Fortunately, Blue Banisters stands on its own, encompassing the many styles she has by now mastered: The edgy Miles Kane collaboration “Dealer” returns to the psych-rock hypnosis of Ultraviolence, while the spare “Beautiful” draws from the same well of aspirational standards as 2017’s “Love.” Her collaborators include familiar names (Rick Nowels, Zachary Dawes) and literal family members (her father and sister, co-writers on “Sweet Carolina”), alongside ex-boyfriends and producers like Mike Dean. Still, the whole thing flows with a breezy, self-contained hum. For those unfamiliar with the pivots and scenery changes from album to album, you might not even notice the time-jumps.

Despite the wide range of moods—the unbridled howl of “I don’t wanna live” in “Dealer,” her old Hollywood quiver returning for “Nectar of the Gods”—the clearest evolution is in the writing. Sometime around 2019’s high-water mark Norman Fucking Rockwell!, Lana made a shift from character studies and archetypes (best exemplified here in the classic-sounding “Thunder”) to first-person musings on celebrity, inextricable from her own life in the public eye. On Chemtrails, she sang about “coverin’ Joni and dancin’ with Joan,” and now she writes about her family, her creative process, and her personal struggles, most directly in “Text Book.” For all the sadness and desperation across her songbook, an early lyric in the song, “I didn’t even like myself,” feels like her barest, most wounded confession.
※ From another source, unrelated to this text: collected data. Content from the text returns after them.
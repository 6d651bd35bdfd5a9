//! ReadHist Stat - virtual statistics files for pool history
//!
//! This crate implements the diagnostic export side of ReadHist:
//! - The raw stat source protocol (header/rows/reset/sizing)
//! - A process-wide registry of named stat tables
//! - The read-history table adapter with its fixed-width row format
//! - Per-pool install/remove lifecycle
//!
//! The history core itself lives in `readhist-core` and stays free of any
//! transport concern.

pub mod pool;
pub mod raw;
pub mod reads;
pub mod registry;

// Re-exports
pub use pool::PoolStats;
pub use raw::RawStatSource;
pub use reads::{ReadHistoryStat, header_row, render_row, stat_path};
pub use registry::{Result, StatError, StatRegistry};
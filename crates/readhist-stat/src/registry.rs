//! Stat registry
//!
//! Process-wide map from stat path to raw source. Pools install their
//! exported tables here at create time and remove them at teardown; the
//! transport resolves a path and drives the source protocol. Render
//! sessions run against a clone of the source handle, so the registry lock
//! is never held while a source's own lock is.

use crate::raw::RawStatSource;
use parking_lot::RwLock;
use std::collections::HashMap;
use std::sync::Arc;
use thiserror::Error;
use tracing::debug;

/// Result type for registry operations
pub type Result<T> = std::result::Result<T, StatError>;

/// Registry failure modes
#[derive(Debug, Error)]
pub enum StatError {
    #[error("stat source already registered: {0}")]
    AlreadyRegistered(String),

    #[error("stat source not found: {0}")]
    NotFound(String),
}

/// Named collection of exported stat tables
#[derive(Default)]
pub struct StatRegistry {
    sources: RwLock<HashMap<String, Arc<dyn RawStatSource>>>,
}

impl StatRegistry {
    #[must_use]
    pub fn new() -> Self {
        Self::default()
    }

    /// Install a source under `path`
    pub fn register(&self, path: impl Into<String>, source: Arc<dyn RawStatSource>) -> Result<()> {
        let path = path.into();
        let mut sources = self.sources.write();
        if sources.contains_key(&path) {
            return Err(StatError::AlreadyRegistered(path));
        }
        debug!(%path, "stat source registered");
        sources.insert(path, source);
        Ok(())
    }

    /// Remove the source under `path`
    pub fn unregister(&self, path: &str) -> Result<()> {
        let removed = self.sources.write().remove(path);
        match removed {
            Some(_) => {
                debug!(%path, "stat source unregistered");
                Ok(())
            }
            None => Err(StatError::NotFound(path.to_owned())),
        }
    }

    pub fn contains(&self, path: &str) -> bool {
        self.sources.read().contains_key(path)
    }

    /// Registered paths, sorted
    pub fn paths(&self) -> Vec<String> {
        let mut paths: Vec<String> = self.sources.read().keys().cloned().collect();
        paths.sort();
        paths
    }

    /// Render the full table at `path`: header plus all rows, newest first
    pub fn read_to_string(&self, path: &str) -> Result<String> {
        let source = self.lookup(path)?;
        let mut out = source.headers();
        source.for_each_row(&mut |row| out.push_str(row));
        Ok(out)
    }

    /// Write request against `path`: discard its buffered entries
    pub fn write(&self, path: &str) -> Result<()> {
        let source = self.lookup(path)?;
        source.reset();
        Ok(())
    }

    /// Current entry count reported by the source at `path`
    pub fn entry_count(&self, path: &str) -> Result<usize> {
        Ok(self.lookup(path)?.entry_count())
    }

    /// Current payload byte size reported by the source at `path`
    pub fn byte_size(&self, path: &str) -> Result<usize> {
        Ok(self.lookup(path)?.byte_size())
    }

    fn lookup(&self, path: &str) -> Result<Arc<dyn RawStatSource>> {
        self.sources
            .read()
            .get(path)
            .cloned()
            .ok_or_else(|| StatError::NotFound(path.to_owned()))
    }
}

#[cfg(test)]
mod tests {
    use super::*;

    struct FixedSource;

    impl RawStatSource for FixedSource {
        fn headers(&self) -> String {
            "col\n".to_owned()
        }

        fn for_each_row(&self, emit: &mut dyn FnMut(&str)) {
            emit("a\n");
            emit("b\n");
        }

        fn reset(&self) {}

        fn entry_count(&self) -> usize {
            2
        }

        fn byte_size(&self) -> usize {
            4
        }
    }

    #[test]
    fn test_register_and_read() {
        let registry = StatRegistry::new();
        registry.register("pool/tank/reads", Arc::new(FixedSource)).unwrap();
        assert!(registry.contains("pool/tank/reads"));
        assert_eq!(
            registry.read_to_string("pool/tank/reads").unwrap(),
            "col\na\nb\n"
        );
        assert_eq!(registry.entry_count("pool/tank/reads").unwrap(), 2);
        assert_eq!(registry.byte_size("pool/tank/reads").unwrap(), 4);
    }

    #[test]
    fn test_duplicate_register_rejected() {
        let registry = StatRegistry::new();
        registry.register("pool/tank/reads", Arc::new(FixedSource)).unwrap();
        let err = registry
            .register("pool/tank/reads", Arc::new(FixedSource))
            .unwrap_err();
        assert!(matches!(err, StatError::AlreadyRegistered(_)));
    }

    #[test]
    fn test_unregister_then_not_found() {
        let registry = StatRegistry::new();
        registry.register("pool/tank/reads", Arc::new(FixedSource)).unwrap();
        registry.unregister("pool/tank/reads").unwrap();
        assert!(!registry.contains("pool/tank/reads"));
        assert!(matches!(
            registry.read_to_string("pool/tank/reads"),
            Err(StatError::NotFound(_))
        ));
        assert!(matches!(
            registry.unregister("pool/tank/reads"),
            Err(StatError::NotFound(_))
        ));
    }

    #[test]
    fn test_paths_sorted() {
        let registry = StatRegistry::new();
        registry.register("pool/b/reads", Arc::new(FixedSource)).unwrap();
        registry.register("pool/a/reads", Arc::new(FixedSource)).unwrap();
        assert_eq!(registry.paths(), vec!["pool/a/reads", "pool/b/reads"]);
    }
}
When Lana released the piano ballad “Arcadia” this summer, she instructed her fans, “Listen to it like you listened to ‘Video Games.’” On one hand, she might have been trying to game the system, encouraging listeners to boost the streaming numbers to match those of her past work. (Born to Die remains her only album to spawn a Top 10 hit.) But maybe she was asking for something more personal. After all, her debut single was likely the last time that Lana could release music to zero expectations, introducing herself to the world on her own terms. Like a lot of people who feel misunderstood, she is a chronic over-explainer, and Blue Banisters sprawls and elaborates past the point where we can place our own projections onto it. We know too much. But at its best, this music offers an even more rewarding thrill: It manages to entertain, enrapture, and even surprise because of how well we know Lana Del Rey—and how much there is still to learn.